Kevin tiene 12 años y vive en el sur de Pasto. La noche del 7 de diciembre no pedía mucho: una chispa mariposa, una foto para el celular y volver rápido a la casa. La pólvora estaba ahí, como siempre, vendida en silencio en una esquina del barrio, envuelta en bolsas negras.
El estallido fue más rápido que el grito.

La chispa no cayó al suelo, cayó en su mano izquierda. El fuego duró segundos, pero el dolor pareció eterno.

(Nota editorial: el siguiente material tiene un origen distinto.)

//! Console handler operations.

use jiff::Timestamp;
use log::{debug, info};

use super::{Console, SaveOutcome};
use crate::{
    display::PlanSummaries,
    error::Result,
    models::{NumericInput, PackagePlan, PlanDraft, PlanFilter, PlanStatus, PlanSummary},
    params::{Id, ListPlans},
    wizard::{Finish, Wizard, WizardMode},
};

impl Console {
    /// Handle listing plans with the enabled filter and name search applied.
    ///
    /// # Examples
    ///
    /// ```rust
    /// # use planwright_core::{models::EnabledFilter, params::ListPlans, ConsoleBuilder};
    /// # async fn example() -> planwright_core::Result<()> {
    /// let console = ConsoleBuilder::new().build()?;
    /// let params = ListPlans {
    ///     status: EnabledFilter::Enabled,
    ///     search: Some("trial".to_string()),
    /// };
    /// let summaries = console.list_plans(&params).await?;
    /// assert!(summaries.is_empty());
    /// # Ok(())
    /// # }
    /// ```
    pub async fn list_plans(&self, params: &ListPlans) -> Result<PlanSummaries> {
        debug!("list_plans: {params:?}");
        let filter = PlanFilter::from(params);
        let summaries: Vec<PlanSummary> = self
            .store
            .list()
            .await?
            .iter()
            .filter(|plan| filter.matches(plan))
            .map(Into::into)
            .collect();
        Ok(PlanSummaries(summaries))
    }

    /// Handle showing one plan in full.
    pub async fn show_plan(&self, params: &Id) -> Result<PackagePlan> {
        debug!("show_plan: {params:?}");
        self.store.get(&params.id).await
    }

    /// Flip a plan's enabled flag and return the plan as stored afterwards.
    pub async fn toggle_plan(&self, params: &Id) -> Result<PackagePlan> {
        debug!("toggle_plan: {params:?}");
        self.store.toggle_enabled(&params.id).await?;
        self.store.get(&params.id).await
    }

    /// Open a wizard for a new plan.
    pub fn start_create(&self) -> Wizard {
        Wizard::create(self.checkpoint_ids.clone(), self.wizard_options)
    }

    /// Open a wizard pre-filled from a stored plan.
    pub async fn start_edit(&self, params: &Id) -> Result<Wizard> {
        let plan = self.store.get(&params.id).await?;
        Ok(Wizard::edit(
            &plan,
            self.checkpoint_ids.clone(),
            self.wizard_options,
        ))
    }

    /// Revalidate the wizard and hand the assembled plan to the store.
    ///
    /// New plans get a fresh ID and the configured creation defaults; edited
    /// plans keep their ID, status, enabled flag and creation time. The
    /// wizard is closed only after the store accepts the plan, so a store
    /// failure leaves it open for another attempt.
    pub async fn save(&self, wizard: &mut Wizard) -> Result<SaveOutcome> {
        let draft = match wizard.finish()? {
            Finish::Ready(draft) => *draft,
            Finish::Blocked { step, errors } => {
                return Ok(SaveOutcome::Blocked { step, errors });
            }
        };

        let outcome = match wizard.mode().clone() {
            WizardMode::Create => {
                let plan = assemble(
                    self.plan_ids.next_id(),
                    draft,
                    self.creation_status,
                    self.creation_enabled,
                    Timestamp::now(),
                );
                SaveOutcome::Created(self.store.create(plan).await?)
            }
            WizardMode::Edit {
                id,
                status,
                enabled,
                created_at,
            } => {
                let before = self.store.get(&id).await?;
                let plan = assemble(id.clone(), draft, status, enabled, created_at);
                let after = self.store.update(&id, plan).await?;
                SaveOutcome::Updated { before, after }
            }
        };

        wizard.close();
        info!("Wizard saved and closed");
        Ok(outcome)
    }
}

/// Build the stored record from a validated draft.
///
/// The price and duration magnitude are stored in canonical numeric form.
fn assemble(
    id: String,
    draft: PlanDraft,
    status: PlanStatus,
    enabled: bool,
    created_at: Timestamp,
) -> PackagePlan {
    let mut package_details = draft.package_details;
    package_details.price = package_details.price.normalized();
    if let Some(magnitude) = package_details.duration.magnitude.as_whole() {
        package_details.duration.magnitude = NumericInput::from(magnitude);
    }

    PackagePlan {
        id,
        name: draft.name.trim().to_string(),
        description: draft.description,
        status,
        enabled,
        package_details,
        checkpoints: draft.checkpoints,
        scoring_prompt: draft.scoring_prompt,
        created_at,
        updated_at: Timestamp::now(),
    }
}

Su mamá recuerda el olor a pólvora mezclado con piel quemada y el trayecto en taxi al hospital como una película que preferiría no volver a ver.
En urgencias, Kevin lloraba sin entender por qué algo “tan pequeño” podía doler tanto. Quemadura de segundo grado. Curaciones diarias. Navidad sin juegos, sin abrazos largos, sin pólvora. El regalo fue una venda blanca y la promesa médica de que, con cuidado, la mano sanaría.
Kevin no fue una estadística más esa noche. Fue un niño al que la pólvora le robó la inocencia por unos segundos y la tranquilidad por varias semanas. Hoy dice que no volverá a tocarla. Dice. Porque en los barrios, la pólvora siempre regresa, aunque nadie la invite.